Peripheral intravenous nutrition including amino acid and intravenous fat emulsion supplementation is highly recommended because the period a patient will be nothing by mouth or clear water only, both pre- and postoperatively, will generally be 4 days. If necessary, more intensively managed nutritional support using intravenous hyperalimentation through a central venous catheter may be required.

Operative Technique (JLTAPT)

Patient/Surgeon Positioning

After induction of general endotracheal anesthesia, the patient is positioned at the end of the operating table in the supine position. Skin antisepsis is performed. For infants, the trunk and buttocks are prepared extensively, followed by the legs circumferentially to the tips of the toes, and sterile stockings are placed on both legs.
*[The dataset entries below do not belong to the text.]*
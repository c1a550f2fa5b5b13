//! Photo catalog value types
//!
//! The catalog itself is assembled by the surrounding layer (scraper, disk
//! scanner); this module only defines the records the selection and rendering
//! pipeline consume. A fresh catalog snapshot is supplied on every pick.

/// Photo descriptor value type
pub mod photo;

pub use photo::PhotoRecord;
The operating surgeon and an assistant initially stand on the patient’s right side. (After laparoscopic dissection of the colorectum is completed, the operating surgeon moves to the end of the table to perform the transanal dissection.) A monitor is positioned on the left side of the patient, beyond the patient’s feet. The scrub nurse stands at the right lower end of the operating table. The operating table is placed in the Trendelenburg position during the operation. A urinary catheter is inserted to decompress the bladder.

Port Placement

A 5-mm cannula is inserted through the umbilicus using an open technique and the pneumoperitoneum is established with carbon dioxide to a pressure of 10 mm Hg. Three additional 5-mm ports are introduced in the right upper and lower quadrants and in the left upper quadrant, respectively ( Fig. 14-6 ). The telescope is inserted through either the umbilical or right upper quadrant cannula. The port in the right upper or lower quadrant (whichever is not being used for the operating surgeon’s right hand) can be used for retracting the colon.

Fig. 14-6

This operative photograph shows our preferred port sites for the laparoscopic pull-through.
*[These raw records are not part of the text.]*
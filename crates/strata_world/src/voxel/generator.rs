//! The world generator interface consumed by the streaming core.

use smart_default::SmartDefault;
use strata_schemas::coordinates::{ChunkCoord, InChunkPos, CHUNK_DIM, CHUNK_DIM3Z};
use strata_schemas::voxel::block::BlockState;

use crate::prelude::*;

/// Generator configuration shared by every generation job.
///
/// `version` stamps generated chunks; resident chunks with a stale version
/// are discarded and regenerated when the streamer walks them.
#[derive(Copy, Clone, Eq, PartialEq, Debug, SmartDefault)]
pub struct WorldGenConfig {
    /// Generator config version.
    #[default = 1]
    pub version: u32,
    /// World seed.
    pub seed: u64,
}

/// A pure chunk content producer: deterministic given the coordinate and the
/// generator's configured seed.
///
/// Implementations are shared by concurrently running worker jobs, so they
/// must not mutate internal state while jobs may be in flight; reconfiguring
/// means swapping the shared handle and bumping the config version.
pub trait WorldGenerator: Send + Sync {
    /// The active generator configuration.
    fn config(&self) -> &WorldGenConfig;

    /// Fills `out` with the chunk's blocks. Workers poll `cancel` at coarse
    /// granularity and may leave `out` partially written once it is set.
    fn generate(&self, coord: ChunkCoord, out: &mut [BlockState; CHUNK_DIM3Z], cancel: &AtomicBool);
}

/// Generates an infinite flat plane: solid below the configured ground
/// height, air above. The built-in generator for tests and headless tools.
pub struct FlatWorldGenerator {
    config: WorldGenConfig,
    ground_height: i32,
    block: BlockState,
}

impl FlatWorldGenerator {
    /// Constructs a flat generator producing `block` below `ground_height`.
    pub fn new(config: WorldGenConfig, ground_height: i32, block: BlockState) -> Self {
        Self {
            config,
            ground_height,
            block,
        }
    }
}

impl WorldGenerator for FlatWorldGenerator {
    fn config(&self) -> &WorldGenConfig {
        &self.config
    }

    fn generate(&self, coord: ChunkCoord, out: &mut [BlockState; CHUNK_DIM3Z], cancel: &AtomicBool) {
        let base_y = coord.y * CHUNK_DIM;
        for y in 0..CHUNK_DIM {
            if cancel.load(AtomicOrdering::Relaxed) {
                return;
            }
            let state = if base_y + y < self.ground_height {
                self.block
            } else {
                BlockState::AIR
            };
            if state.is_air() {
                continue;
            }
            for z in 0..CHUNK_DIM {
                for x in 0..CHUNK_DIM {
                    out[InChunkPos::try_new(x, y, z).expect("in bounds").as_index()] = state;
                }
            }
        }
    }
}

#[cfg(test)]
mod test {
    use strata_schemas::voxel::block::BlockId;
    use strata_schemas::voxel::chunk::empty_chunk_blocks;

    use super::*;

    fn solid() -> BlockState {
        BlockState::new(BlockId(1))
    }

    #[test]
    fn plane_splits_at_ground_height() {
        let generator = FlatWorldGenerator::new(WorldGenConfig::default(), 4, solid());
        let mut blocks = empty_chunk_blocks();
        let cancel = AtomicBool::new(false);
        generator.generate(ChunkCoord::ZERO, &mut blocks, &cancel);

        assert_eq!(blocks[InChunkPos::try_new(0, 3, 0).unwrap().as_index()], solid());
        assert!(blocks[InChunkPos::try_new(0, 4, 0).unwrap().as_index()].is_air());

        let mut above = empty_chunk_blocks();
        generator.generate(ChunkCoord::new(0, 1, 0), &mut above, &cancel);
        assert!(above.iter().all(|b| b.is_air()));

        let mut below = empty_chunk_blocks();
        generator.generate(ChunkCoord::new(0, -1, 0), &mut below, &cancel);
        assert!(below.iter().all(|b| *b == solid()));
    }

    #[test]
    fn cancellation_stops_generation() {
        let generator = FlatWorldGenerator::new(WorldGenConfig::default(), 1000, solid());
        let mut blocks = empty_chunk_blocks();
        let cancel = AtomicBool::new(true);
        generator.generate(ChunkCoord::ZERO, &mut blocks, &cancel);
        assert!(blocks.iter().all(|b| b.is_air()));
    }
}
Laparoscopic-Assisted Colon Suction Biopsy

A laparoscopic-assisted suction biopsy can be performed in any infant or child of any size with rectosigmoid HD (see Fig. 14-3 ) as the sigmoid colon can be mobilized readily to allow the tip of the suction biopsy device to reach the planned biopsy site. Fortunately, 80% of HD cases are rectosigmoid in location, and a laparoscopic-assisted suction biopsy is safe, simple, and quick compared to a full-thickness biopsy.
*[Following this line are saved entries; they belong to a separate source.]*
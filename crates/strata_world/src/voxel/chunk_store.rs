//! The resident chunk cache: exclusive main-thread ownership of every loaded
//! chunk, keyed by chunk coordinate.

use strata_schemas::coordinates::{BlockPos, ChunkCoord};
use strata_schemas::voxel::block::{BlockState, ALL_DIRECTIONS};
use strata_schemas::voxel::chunk::Chunk;

use crate::prelude::*;

/// Owns every resident [`Chunk`], exactly one per coordinate. Workers only
/// ever see copies of the block arrays; all mutation happens here, on the
/// main thread.
#[derive(Default)]
pub struct ChunkStore {
    chunks: HashMap<ChunkCoord, Chunk>,
}

impl ChunkStore {
    /// Constructs an empty store.
    pub fn new() -> Self {
        Self::default()
    }

    /// Returns the chunk at `coord`, inserting an empty one if absent.
    pub fn get_or_create(&mut self, coord: ChunkCoord) -> &mut Chunk {
        self.chunks.entry(coord).or_default()
    }

    /// Returns the chunk at `coord` if resident.
    #[inline]
    pub fn get(&self, coord: ChunkCoord) -> Option<&Chunk> {
        self.chunks.get(&coord)
    }

    /// Returns the chunk at `coord` mutably if resident.
    #[inline]
    pub fn get_mut(&mut self, coord: ChunkCoord) -> Option<&mut Chunk> {
        self.chunks.get_mut(&coord)
    }

    /// Drops the chunk at `coord`; false if it was not resident.
    pub fn remove(&mut self, coord: ChunkCoord) -> bool {
        self.chunks.remove(&coord).is_some()
    }

    /// Number of resident chunks.
    pub fn len(&self) -> usize {
        self.chunks.len()
    }

    /// True if no chunks are resident.
    pub fn is_empty(&self) -> bool {
        self.chunks.is_empty()
    }

    /// Drops every resident chunk.
    pub fn clear(&mut self) {
        self.chunks.clear();
    }

    /// Visits every resident chunk.
    pub fn for_each(&self, mut f: impl FnMut(ChunkCoord, &Chunk)) {
        for (&coord, chunk) in &self.chunks {
            f(coord, chunk);
        }
    }

    /// Writes a block at world coordinates, creating the containing chunk if
    /// needed. Marks the chunk edited and mesh-stale, and synchronously marks
    /// each face-adjacent neighbor mesh-stale when the edit lies on the
    /// shared boundary, so no mesh built after this call can use the
    /// pre-edit value.
    pub fn set_block(&mut self, pos: BlockPos, state: BlockState) {
        let (coord, local) = pos.split_chunk_component();
        let chunk = self.get_or_create(coord);
        chunk.put(local, state);
        chunk.mark_persist_dirty();
        chunk.mark_mesh_dirty();

        for direction in ALL_DIRECTIONS {
            let offset = direction.offset();
            let boundary = (offset.x == -1 && local.x == 0)
                || (offset.x == 1 && local.x == strata_schemas::coordinates::CHUNK_DIM - 1)
                || (offset.y == -1 && local.y == 0)
                || (offset.y == 1 && local.y == strata_schemas::coordinates::CHUNK_DIM - 1)
                || (offset.z == -1 && local.z == 0)
                || (offset.z == 1 && local.z == strata_schemas::coordinates::CHUNK_DIM - 1);
            if !boundary {
                continue;
            }
            if let Some(neighbor) = self.get_mut(coord.offset(offset.x, offset.y, offset.z)) {
                neighbor.mark_mesh_dirty();
            }
        }
    }

    /// Reads the block at world coordinates; air if the containing chunk is
    /// absent. Never allocates.
    pub fn get_block(&self, pos: BlockPos) -> BlockState {
        let (coord, local) = pos.split_chunk_component();
        match self.get(coord) {
            Some(chunk) => chunk.get(local),
            None => BlockState::AIR,
        }
    }
}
After identification of the region of caliber change in the colon, the suction biopsy device is inserted into the anus by the assistant surgeon, ensuring that the tissue sampling mechanism is orientated correctly. After the suction biopsy has been performed, the operating surgeon places a metal laparoscopic vessel clip or suture at the biopsy site as a marker. The biopsy specimen is sent for immediate histologic assessment. If ganglion cells are not seen, the biopsy is repeated more proximally. It is essential that nerve bundles are absent in biopsy specimens to prevent using a segment of colon that is histologically transitional for the pull-through.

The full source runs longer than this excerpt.